■ **WHAT YOU SHOULD DO**
Extract, from the listing that follows, each line containing the word "InboundEvent".
[Start of Attachment]
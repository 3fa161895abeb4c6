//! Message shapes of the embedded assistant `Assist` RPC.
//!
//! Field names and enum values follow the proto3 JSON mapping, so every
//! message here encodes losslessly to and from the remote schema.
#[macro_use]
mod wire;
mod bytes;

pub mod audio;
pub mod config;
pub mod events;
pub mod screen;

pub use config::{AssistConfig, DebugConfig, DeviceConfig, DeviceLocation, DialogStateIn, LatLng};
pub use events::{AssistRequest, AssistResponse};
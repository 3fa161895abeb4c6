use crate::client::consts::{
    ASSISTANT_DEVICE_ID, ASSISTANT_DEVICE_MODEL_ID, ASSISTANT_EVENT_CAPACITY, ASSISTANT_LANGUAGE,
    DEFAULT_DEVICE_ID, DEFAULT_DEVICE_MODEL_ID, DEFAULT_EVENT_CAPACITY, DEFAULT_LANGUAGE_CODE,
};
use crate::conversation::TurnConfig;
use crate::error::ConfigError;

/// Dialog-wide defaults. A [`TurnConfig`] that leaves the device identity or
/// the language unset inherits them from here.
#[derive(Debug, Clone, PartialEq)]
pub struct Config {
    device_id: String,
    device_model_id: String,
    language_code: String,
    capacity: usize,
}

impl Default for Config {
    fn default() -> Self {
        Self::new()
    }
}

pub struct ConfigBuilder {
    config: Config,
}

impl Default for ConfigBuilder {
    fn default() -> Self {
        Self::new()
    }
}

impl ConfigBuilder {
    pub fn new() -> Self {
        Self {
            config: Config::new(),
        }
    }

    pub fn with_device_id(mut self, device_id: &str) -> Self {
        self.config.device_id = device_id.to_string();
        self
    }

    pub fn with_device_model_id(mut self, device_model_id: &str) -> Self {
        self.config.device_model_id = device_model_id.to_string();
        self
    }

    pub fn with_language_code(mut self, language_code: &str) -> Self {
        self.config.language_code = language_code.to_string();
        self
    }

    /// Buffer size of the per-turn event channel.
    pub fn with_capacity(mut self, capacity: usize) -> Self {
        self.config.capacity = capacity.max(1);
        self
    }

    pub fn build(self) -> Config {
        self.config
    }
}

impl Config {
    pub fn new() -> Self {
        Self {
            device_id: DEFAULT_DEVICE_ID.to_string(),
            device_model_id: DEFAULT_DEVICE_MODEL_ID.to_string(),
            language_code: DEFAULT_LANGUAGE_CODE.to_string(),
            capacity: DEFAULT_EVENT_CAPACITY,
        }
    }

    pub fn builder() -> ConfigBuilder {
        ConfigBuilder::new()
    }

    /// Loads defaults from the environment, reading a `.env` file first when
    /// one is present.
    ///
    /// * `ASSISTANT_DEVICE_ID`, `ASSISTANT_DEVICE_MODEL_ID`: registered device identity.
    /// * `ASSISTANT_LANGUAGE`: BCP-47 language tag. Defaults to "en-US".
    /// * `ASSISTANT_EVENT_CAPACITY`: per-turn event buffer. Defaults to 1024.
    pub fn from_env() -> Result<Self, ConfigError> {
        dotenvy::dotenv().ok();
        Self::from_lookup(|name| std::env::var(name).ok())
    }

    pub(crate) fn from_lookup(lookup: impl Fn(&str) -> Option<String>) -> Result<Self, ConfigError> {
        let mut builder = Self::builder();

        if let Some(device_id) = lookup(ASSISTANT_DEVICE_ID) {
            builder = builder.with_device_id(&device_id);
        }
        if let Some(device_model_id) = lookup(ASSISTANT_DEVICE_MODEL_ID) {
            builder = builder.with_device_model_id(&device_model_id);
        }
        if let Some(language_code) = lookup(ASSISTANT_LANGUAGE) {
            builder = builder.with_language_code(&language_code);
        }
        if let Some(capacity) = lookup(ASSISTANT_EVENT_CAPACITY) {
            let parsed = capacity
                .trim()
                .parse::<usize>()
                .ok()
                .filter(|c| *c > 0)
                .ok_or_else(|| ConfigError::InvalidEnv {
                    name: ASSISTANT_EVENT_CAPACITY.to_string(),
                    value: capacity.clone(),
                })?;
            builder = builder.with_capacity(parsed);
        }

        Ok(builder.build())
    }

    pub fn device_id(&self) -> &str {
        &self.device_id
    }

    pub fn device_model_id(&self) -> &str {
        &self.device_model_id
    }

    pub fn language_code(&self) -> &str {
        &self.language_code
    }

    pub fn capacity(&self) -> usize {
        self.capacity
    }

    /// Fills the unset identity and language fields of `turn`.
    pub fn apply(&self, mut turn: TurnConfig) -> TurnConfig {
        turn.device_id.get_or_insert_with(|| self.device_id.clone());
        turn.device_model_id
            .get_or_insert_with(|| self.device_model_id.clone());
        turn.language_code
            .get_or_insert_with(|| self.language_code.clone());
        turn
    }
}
[End of Attachment]
[Start of Attachment]
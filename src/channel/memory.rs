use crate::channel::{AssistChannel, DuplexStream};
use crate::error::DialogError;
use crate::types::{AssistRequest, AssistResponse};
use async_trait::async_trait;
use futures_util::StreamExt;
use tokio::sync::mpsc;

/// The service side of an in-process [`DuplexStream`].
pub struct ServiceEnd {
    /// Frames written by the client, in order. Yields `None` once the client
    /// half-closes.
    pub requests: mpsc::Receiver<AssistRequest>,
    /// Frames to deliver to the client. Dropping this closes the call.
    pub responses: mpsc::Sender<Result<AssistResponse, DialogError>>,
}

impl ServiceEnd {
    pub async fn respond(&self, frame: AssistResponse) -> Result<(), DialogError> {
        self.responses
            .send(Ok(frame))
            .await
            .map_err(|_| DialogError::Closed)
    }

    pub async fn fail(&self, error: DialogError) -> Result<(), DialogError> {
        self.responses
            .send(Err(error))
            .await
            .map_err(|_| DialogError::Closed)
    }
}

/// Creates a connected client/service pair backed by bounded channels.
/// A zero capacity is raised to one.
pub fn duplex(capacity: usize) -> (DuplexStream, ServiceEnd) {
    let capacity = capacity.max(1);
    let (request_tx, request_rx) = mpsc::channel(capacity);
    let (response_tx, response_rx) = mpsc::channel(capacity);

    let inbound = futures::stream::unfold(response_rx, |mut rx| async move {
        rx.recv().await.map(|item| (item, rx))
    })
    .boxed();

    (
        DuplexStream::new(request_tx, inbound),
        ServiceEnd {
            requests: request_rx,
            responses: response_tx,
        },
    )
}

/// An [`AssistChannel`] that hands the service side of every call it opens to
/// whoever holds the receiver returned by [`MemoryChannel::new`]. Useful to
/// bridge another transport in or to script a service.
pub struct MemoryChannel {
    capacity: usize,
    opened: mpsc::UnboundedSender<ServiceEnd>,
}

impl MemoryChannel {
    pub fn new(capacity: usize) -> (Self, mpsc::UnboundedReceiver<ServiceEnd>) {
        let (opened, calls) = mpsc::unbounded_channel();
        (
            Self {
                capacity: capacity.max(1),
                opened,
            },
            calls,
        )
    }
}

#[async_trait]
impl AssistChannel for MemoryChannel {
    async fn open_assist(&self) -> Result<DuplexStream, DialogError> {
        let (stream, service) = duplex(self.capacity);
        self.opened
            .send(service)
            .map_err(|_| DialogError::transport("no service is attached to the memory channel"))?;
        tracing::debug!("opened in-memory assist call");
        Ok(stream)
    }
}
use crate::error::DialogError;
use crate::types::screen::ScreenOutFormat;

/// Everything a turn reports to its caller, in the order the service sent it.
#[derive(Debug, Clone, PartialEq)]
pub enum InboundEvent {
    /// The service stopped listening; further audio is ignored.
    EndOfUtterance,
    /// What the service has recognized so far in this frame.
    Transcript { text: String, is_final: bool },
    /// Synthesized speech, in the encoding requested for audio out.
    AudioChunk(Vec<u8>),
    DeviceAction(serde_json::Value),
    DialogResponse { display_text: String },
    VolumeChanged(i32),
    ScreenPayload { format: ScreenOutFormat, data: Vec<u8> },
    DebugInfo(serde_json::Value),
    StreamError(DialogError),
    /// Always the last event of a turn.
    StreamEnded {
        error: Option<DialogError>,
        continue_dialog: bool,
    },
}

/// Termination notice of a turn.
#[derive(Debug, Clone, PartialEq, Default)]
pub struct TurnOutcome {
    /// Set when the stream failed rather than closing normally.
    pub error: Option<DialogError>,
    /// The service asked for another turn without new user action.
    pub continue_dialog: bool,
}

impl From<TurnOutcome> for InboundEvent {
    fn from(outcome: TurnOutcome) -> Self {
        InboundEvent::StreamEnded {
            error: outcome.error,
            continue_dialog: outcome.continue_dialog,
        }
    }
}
[End of Attachment]
[Start of Attachment]
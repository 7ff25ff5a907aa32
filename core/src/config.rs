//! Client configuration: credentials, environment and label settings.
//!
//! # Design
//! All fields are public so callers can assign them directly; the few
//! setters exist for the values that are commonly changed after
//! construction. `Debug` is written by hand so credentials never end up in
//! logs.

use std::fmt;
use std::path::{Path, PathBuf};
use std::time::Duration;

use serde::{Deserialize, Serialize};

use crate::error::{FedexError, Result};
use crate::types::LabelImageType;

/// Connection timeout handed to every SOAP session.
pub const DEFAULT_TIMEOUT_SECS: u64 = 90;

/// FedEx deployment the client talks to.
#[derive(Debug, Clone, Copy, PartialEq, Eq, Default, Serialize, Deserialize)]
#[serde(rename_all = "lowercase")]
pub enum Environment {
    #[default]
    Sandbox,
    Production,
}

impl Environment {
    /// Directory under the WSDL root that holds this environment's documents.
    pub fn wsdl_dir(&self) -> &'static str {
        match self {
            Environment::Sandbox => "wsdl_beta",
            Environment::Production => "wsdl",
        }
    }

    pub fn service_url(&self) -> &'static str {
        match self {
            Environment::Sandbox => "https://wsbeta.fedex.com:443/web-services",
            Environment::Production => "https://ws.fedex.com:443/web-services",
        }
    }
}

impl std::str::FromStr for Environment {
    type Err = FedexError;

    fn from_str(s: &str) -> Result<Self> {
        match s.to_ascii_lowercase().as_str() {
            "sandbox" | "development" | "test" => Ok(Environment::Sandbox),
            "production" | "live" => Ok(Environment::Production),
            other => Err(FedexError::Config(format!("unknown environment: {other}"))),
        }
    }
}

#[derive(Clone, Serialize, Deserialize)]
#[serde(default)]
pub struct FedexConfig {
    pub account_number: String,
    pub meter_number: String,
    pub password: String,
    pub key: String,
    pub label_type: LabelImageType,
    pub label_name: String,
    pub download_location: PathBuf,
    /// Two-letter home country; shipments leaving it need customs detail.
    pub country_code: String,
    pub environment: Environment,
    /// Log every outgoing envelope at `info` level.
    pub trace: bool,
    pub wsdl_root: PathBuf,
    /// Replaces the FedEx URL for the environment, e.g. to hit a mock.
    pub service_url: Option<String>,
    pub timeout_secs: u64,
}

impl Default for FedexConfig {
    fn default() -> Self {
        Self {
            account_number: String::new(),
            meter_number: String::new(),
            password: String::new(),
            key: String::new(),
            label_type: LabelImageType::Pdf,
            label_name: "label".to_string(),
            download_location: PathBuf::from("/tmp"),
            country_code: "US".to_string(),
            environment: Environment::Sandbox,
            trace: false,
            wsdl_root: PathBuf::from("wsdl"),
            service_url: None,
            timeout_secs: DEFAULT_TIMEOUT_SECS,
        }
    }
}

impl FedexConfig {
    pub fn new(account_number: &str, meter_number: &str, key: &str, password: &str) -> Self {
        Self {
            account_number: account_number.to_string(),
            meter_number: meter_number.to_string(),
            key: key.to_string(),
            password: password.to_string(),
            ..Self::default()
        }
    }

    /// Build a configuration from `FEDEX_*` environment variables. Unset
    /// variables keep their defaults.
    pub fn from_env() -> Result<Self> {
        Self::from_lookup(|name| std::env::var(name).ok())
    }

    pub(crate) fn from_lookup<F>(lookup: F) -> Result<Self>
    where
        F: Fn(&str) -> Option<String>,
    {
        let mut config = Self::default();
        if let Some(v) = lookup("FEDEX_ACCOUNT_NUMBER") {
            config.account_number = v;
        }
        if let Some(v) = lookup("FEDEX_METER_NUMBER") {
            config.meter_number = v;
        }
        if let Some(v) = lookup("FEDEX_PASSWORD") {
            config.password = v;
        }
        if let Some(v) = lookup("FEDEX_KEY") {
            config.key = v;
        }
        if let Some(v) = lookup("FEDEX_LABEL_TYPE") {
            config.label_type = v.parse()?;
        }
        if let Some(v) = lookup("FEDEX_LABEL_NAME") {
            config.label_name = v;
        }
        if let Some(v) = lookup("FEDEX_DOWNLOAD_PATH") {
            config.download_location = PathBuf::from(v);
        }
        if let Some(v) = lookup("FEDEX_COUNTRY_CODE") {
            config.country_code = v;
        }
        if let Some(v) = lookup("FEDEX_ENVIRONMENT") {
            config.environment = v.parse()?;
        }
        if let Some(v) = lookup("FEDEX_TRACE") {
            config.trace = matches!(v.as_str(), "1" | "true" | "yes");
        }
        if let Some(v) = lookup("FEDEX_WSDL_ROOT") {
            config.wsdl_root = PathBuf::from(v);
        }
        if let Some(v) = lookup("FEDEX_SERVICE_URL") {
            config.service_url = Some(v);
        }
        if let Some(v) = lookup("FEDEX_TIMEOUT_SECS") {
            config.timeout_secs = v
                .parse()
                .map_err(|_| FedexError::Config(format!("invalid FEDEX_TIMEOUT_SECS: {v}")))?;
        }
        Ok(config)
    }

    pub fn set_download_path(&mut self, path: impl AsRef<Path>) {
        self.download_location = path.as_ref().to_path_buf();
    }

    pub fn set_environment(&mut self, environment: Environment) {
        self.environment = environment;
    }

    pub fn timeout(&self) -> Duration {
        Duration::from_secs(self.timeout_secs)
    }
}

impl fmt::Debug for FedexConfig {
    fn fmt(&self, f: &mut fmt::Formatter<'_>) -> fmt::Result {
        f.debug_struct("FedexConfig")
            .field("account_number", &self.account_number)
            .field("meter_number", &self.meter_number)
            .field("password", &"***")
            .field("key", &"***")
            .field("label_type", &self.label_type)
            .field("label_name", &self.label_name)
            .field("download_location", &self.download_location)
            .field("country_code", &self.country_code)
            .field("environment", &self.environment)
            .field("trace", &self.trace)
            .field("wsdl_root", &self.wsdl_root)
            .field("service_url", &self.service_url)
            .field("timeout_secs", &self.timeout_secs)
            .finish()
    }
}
[End of Attachment]
■ **ANSWER FOR THE TASK**
pub enum InboundEvent {
impl From<TurnOutcome> for InboundEvent {
        InboundEvent::StreamEnded {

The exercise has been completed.